Nella parte nord‑orientale del Ciad si estende l’Ennedi Plateau, un massiccio di arenaria che si distingue per la sua bellezza selvaggia e la sua storia millenaria. L’Ennedi è noto per i suoi canyon, archi di roccia scolpiti dal vento, colonne naturali e formazioni rocciose straordinarie che offrono panorami incredibili, capaci di evocare un’Africa antica e misteriosa. Oltre alla sua natura spettacolare, l’Ennedi custodisce arte rupestre millenaria, testimonianza delle prime comunità che abitarono la regione e delle loro relazioni con l’ambiente circostante.
Questo territorio remoto è abitato ancora oggi da comunità nomadi che mantengono tradizioni antiche, creando un dialogo naturale tra passato e presente. Per i viaggiatori, l’Ennedi è un’esperienza intensa: la sua vastità, la solitudine dei paesaggi e il clima estremo richiedono preparazione, guide esperte e una buona dose di adattabilità. È un luogo dove l’avventura incontra la riflessione, dove il contatto con la natura è totale e la percezione del tempo si dilata.

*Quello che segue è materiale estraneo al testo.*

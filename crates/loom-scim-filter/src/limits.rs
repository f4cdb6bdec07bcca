// Copyright (c) 2025 Geoffrey Huntley <ghuntley@ghuntley.com>. All rights reserved.
// SPDX-License-Identifier: Proprietary

//! Resource limits applied before and during parsing.

use serde::Deserialize;
use tracing::debug;

use crate::error::FilterError;

pub const DEFAULT_MAX_INPUT_LENGTH: usize = 8192;
pub const DEFAULT_MAX_DEPTH: usize = 64;
pub const DEFAULT_MAX_HEIGHT: usize = 512;

/// Limits (runtime, fully resolved).
#[derive(Debug, Clone, Copy, PartialEq, Eq)]
pub struct ParseLimits {
	/// Maximum filter length in characters.
	pub max_input_length: usize,
	/// Maximum nesting of groups and value paths.
	pub max_depth: usize,
	/// Maximum height of the resulting tree. Every `and`/`or` fold, negation
	/// and value path adds a level; a leaf is one level high.
	///
	/// Dropping, comparing and rendering a [`crate::Filter`] recurse once per
	/// level, so raising this far trades safety for reach.
	pub max_height: usize,
}

impl Default for ParseLimits {
	fn default() -> Self {
		Self {
			max_input_length: DEFAULT_MAX_INPUT_LENGTH,
			max_depth: DEFAULT_MAX_DEPTH,
			max_height: DEFAULT_MAX_HEIGHT,
		}
	}
}

impl ParseLimits {
	/// Rejects `input` when it is longer than `max_input_length` characters.
	pub fn check_length(&self, input: &str) -> Result<(), FilterError> {
		let length = input.chars().count();
		if length > self.max_input_length {
			debug!(length, limit = self.max_input_length, "filter exceeds length limit");
			return Err(FilterError::InputTooLong {
				length,
				limit: self.max_input_length,
			});
		}
		Ok(())
	}
}

/// Limits layer (partial, for merging).
#[derive(Debug, Clone, Default, PartialEq, Eq, Deserialize)]
pub struct ParseLimitsLayer {
	#[serde(default)]
	pub max_input_length: Option<usize>,
	#[serde(default)]
	pub max_depth: Option<usize>,
	#[serde(default)]
	pub max_height: Option<usize>,
}

impl ParseLimitsLayer {
	pub fn merge(&mut self, other: ParseLimitsLayer) {
		if other.max_input_length.is_some() {
			self.max_input_length = other.max_input_length;
		}
		if other.max_depth.is_some() {
			self.max_depth = other.max_depth;
		}
		if other.max_height.is_some() {
			self.max_height = other.max_height;
		}
	}

	pub fn finalize(self) -> ParseLimits {
		ParseLimits {
			max_input_length: self.max_input_length.unwrap_or(DEFAULT_MAX_INPUT_LENGTH),
			max_depth: self.max_depth.unwrap_or(DEFAULT_MAX_DEPTH),
			max_height: self.max_height.unwrap_or(DEFAULT_MAX_HEIGHT),
		}
	}
}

Dal punto di vista giornalistico, l’Ennedi rappresenta un microcosmo in cui parlare di cambiamento climatico, sopravvivenza delle culture nomadi e turismo responsabile. La combinazione tra arte rupestre, formazione geologica e vita comunitaria offre spunti inediti per raccontare il Ciad al di là degli stereotipi, svelando la sua complessità e il fascino di territori ancora poco conosciuti.